YOUR GOAL: Reproduce exactly, from the data that follows, the line with "pub fn manual_compaction()", the line with "direct object id.", and every line that lies between them.

[[ DATA, beginning ]]

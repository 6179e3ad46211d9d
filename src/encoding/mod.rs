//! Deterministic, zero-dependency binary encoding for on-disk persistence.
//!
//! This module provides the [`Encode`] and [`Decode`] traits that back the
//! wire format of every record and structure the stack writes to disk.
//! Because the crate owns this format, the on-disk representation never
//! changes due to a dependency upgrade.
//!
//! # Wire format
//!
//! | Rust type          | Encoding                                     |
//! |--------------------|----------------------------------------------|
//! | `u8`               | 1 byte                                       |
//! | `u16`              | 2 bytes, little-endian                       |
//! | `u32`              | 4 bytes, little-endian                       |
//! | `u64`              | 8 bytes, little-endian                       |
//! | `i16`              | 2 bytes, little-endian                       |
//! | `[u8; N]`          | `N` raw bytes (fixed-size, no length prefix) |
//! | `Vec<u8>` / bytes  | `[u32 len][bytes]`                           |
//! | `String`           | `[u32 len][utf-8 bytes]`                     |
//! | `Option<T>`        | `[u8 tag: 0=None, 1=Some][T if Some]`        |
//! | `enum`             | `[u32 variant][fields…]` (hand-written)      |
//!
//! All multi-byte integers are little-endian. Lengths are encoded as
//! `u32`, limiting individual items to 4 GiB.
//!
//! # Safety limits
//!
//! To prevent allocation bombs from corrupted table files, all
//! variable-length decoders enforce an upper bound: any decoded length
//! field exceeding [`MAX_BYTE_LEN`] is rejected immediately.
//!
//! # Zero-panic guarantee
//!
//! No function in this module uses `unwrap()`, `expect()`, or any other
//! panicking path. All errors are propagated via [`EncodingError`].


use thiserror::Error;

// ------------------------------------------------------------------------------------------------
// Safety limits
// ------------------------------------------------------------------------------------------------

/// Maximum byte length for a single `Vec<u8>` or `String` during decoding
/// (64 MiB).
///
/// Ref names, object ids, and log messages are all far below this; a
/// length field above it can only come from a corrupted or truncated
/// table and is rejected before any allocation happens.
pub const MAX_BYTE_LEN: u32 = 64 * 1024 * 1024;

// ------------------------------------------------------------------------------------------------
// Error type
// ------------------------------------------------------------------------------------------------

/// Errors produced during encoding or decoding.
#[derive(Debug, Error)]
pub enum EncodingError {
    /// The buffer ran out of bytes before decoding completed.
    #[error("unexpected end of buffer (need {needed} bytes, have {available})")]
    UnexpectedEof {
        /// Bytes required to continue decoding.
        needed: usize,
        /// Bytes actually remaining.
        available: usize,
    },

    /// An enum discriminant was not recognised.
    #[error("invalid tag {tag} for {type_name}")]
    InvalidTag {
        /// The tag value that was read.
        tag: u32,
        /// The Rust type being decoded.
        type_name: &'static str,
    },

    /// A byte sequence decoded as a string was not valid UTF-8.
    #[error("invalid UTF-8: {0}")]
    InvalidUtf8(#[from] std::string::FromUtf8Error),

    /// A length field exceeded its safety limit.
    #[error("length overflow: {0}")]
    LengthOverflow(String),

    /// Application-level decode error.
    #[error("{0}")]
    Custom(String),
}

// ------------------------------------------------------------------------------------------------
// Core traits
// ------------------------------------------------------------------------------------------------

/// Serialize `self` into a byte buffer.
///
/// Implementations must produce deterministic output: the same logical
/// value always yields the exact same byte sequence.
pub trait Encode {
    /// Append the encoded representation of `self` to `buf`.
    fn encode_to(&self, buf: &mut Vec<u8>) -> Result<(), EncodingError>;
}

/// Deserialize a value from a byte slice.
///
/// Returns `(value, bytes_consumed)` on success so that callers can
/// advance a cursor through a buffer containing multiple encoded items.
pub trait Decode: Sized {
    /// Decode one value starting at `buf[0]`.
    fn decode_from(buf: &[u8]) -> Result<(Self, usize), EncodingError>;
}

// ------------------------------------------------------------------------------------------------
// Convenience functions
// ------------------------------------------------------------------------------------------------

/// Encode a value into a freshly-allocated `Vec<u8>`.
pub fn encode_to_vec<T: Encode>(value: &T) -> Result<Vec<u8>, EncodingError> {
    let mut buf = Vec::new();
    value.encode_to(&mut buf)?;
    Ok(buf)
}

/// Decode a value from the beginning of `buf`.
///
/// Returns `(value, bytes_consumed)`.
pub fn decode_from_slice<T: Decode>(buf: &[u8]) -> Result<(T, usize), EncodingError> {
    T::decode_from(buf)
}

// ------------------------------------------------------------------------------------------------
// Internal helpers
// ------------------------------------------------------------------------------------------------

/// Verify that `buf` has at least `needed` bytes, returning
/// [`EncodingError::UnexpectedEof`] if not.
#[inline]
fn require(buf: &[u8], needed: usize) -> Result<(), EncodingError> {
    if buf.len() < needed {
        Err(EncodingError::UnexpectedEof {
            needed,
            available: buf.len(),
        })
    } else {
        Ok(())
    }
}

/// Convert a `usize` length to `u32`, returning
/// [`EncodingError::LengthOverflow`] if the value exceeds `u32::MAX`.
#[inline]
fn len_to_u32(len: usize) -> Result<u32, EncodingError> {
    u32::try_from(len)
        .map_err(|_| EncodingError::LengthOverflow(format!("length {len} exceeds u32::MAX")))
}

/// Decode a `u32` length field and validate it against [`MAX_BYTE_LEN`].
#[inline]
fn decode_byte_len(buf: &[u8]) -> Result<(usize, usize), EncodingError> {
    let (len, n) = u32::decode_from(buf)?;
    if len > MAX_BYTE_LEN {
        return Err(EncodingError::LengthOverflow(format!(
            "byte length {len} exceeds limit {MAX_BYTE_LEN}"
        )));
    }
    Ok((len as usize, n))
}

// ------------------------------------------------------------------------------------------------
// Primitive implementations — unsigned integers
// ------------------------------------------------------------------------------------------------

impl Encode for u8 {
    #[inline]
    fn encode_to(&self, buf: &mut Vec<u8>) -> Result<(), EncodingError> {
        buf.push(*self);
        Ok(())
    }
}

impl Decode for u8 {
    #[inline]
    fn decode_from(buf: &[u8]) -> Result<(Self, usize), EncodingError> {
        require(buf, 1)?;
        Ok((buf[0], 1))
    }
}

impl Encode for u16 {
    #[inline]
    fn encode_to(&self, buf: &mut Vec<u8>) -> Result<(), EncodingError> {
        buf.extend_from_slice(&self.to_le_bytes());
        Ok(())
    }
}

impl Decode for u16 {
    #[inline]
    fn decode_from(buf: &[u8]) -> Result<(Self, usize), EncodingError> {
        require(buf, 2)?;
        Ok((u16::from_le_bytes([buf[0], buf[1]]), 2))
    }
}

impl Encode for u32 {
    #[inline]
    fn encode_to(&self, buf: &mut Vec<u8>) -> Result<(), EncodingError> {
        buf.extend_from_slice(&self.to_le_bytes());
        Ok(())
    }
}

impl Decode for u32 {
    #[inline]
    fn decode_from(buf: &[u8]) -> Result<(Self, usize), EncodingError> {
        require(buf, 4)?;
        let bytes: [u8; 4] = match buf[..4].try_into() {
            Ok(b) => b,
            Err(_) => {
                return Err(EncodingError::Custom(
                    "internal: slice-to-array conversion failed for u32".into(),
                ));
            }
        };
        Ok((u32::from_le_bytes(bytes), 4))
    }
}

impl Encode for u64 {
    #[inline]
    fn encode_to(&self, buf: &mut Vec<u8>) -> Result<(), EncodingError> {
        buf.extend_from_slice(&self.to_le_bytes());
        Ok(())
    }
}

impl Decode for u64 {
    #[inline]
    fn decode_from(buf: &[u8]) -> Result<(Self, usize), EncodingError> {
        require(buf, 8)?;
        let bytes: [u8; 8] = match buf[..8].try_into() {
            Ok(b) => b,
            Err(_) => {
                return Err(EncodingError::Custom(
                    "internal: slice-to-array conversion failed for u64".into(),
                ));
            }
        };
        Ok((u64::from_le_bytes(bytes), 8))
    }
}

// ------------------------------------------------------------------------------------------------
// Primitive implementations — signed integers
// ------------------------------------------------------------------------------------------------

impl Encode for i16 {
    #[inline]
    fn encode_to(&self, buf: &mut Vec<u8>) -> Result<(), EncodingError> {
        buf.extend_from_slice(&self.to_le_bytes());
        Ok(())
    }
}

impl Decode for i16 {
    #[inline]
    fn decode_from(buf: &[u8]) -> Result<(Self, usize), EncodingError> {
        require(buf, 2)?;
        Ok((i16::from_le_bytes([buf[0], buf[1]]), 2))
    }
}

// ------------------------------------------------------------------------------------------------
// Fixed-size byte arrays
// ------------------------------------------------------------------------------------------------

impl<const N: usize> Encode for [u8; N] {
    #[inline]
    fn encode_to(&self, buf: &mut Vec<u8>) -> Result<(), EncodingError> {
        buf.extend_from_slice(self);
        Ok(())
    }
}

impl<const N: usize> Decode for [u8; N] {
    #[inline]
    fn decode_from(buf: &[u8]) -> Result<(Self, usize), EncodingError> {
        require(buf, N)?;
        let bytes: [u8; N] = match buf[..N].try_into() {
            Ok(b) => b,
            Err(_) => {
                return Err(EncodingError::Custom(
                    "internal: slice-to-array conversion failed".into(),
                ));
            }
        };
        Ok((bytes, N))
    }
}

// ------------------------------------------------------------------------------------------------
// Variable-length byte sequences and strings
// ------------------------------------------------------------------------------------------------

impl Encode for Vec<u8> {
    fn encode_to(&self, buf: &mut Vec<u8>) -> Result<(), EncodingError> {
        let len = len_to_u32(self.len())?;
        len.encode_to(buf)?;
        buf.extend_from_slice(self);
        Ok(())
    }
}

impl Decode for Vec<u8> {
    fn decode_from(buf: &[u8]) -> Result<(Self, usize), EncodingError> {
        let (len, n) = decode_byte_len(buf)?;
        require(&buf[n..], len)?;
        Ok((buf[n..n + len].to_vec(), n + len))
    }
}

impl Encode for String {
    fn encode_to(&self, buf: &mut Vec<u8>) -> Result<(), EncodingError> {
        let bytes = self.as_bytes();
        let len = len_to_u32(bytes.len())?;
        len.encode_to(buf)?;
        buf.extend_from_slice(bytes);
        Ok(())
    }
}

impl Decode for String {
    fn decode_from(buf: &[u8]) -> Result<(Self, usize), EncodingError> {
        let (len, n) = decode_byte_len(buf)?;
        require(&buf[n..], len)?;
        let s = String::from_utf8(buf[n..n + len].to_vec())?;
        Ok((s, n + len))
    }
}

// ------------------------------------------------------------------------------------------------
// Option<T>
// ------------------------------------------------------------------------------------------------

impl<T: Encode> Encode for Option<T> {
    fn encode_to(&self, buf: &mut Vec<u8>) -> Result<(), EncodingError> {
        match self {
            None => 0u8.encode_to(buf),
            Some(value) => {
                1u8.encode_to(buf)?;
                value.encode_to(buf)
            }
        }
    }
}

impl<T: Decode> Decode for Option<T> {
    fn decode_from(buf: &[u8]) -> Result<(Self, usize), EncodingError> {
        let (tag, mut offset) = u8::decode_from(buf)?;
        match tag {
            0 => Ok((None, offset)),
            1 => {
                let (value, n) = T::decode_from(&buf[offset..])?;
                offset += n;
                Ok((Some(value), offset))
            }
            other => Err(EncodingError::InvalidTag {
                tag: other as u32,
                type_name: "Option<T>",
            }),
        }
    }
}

[[ DATA, end ]]
[[ DATA, beginning ]]

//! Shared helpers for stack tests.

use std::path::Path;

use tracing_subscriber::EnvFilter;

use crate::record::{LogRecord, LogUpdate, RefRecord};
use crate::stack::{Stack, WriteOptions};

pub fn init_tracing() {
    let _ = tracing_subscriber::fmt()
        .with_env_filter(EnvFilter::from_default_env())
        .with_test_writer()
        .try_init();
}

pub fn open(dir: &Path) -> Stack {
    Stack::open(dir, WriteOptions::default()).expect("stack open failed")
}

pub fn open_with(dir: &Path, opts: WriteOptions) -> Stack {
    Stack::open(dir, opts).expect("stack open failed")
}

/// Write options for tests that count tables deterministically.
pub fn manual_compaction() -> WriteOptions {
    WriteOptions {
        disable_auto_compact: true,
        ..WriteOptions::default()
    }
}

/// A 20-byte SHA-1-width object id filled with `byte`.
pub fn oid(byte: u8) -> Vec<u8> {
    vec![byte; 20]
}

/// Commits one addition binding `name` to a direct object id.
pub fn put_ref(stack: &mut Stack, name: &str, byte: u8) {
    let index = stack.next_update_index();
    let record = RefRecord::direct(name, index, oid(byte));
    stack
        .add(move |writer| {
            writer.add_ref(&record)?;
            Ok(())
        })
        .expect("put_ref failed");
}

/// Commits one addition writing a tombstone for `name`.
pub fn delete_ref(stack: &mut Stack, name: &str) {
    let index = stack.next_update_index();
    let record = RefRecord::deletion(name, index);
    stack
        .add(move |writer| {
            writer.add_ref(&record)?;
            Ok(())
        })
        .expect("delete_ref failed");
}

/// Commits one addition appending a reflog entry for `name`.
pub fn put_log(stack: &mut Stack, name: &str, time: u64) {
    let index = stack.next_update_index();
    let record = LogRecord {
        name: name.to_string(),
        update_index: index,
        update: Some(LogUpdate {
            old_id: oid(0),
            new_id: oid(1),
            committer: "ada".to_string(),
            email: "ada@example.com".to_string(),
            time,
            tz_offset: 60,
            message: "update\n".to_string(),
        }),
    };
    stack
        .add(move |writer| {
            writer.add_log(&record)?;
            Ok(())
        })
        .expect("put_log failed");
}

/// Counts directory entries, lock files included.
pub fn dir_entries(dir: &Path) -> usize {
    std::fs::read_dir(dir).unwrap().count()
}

[[ DATA, end ]]

TASK RESULT:
pub fn manual_compaction() -> WriteOptions {
    WriteOptions {
        disable_auto_compact: true,
        ..WriteOptions::default()
    }
}

/// A 20-byte SHA-1-width object id filled with `byte`.
pub fn oid(byte: u8) -> Vec<u8> {
    vec![byte; 20]
}

/// Commits one addition binding `name` to a direct object id.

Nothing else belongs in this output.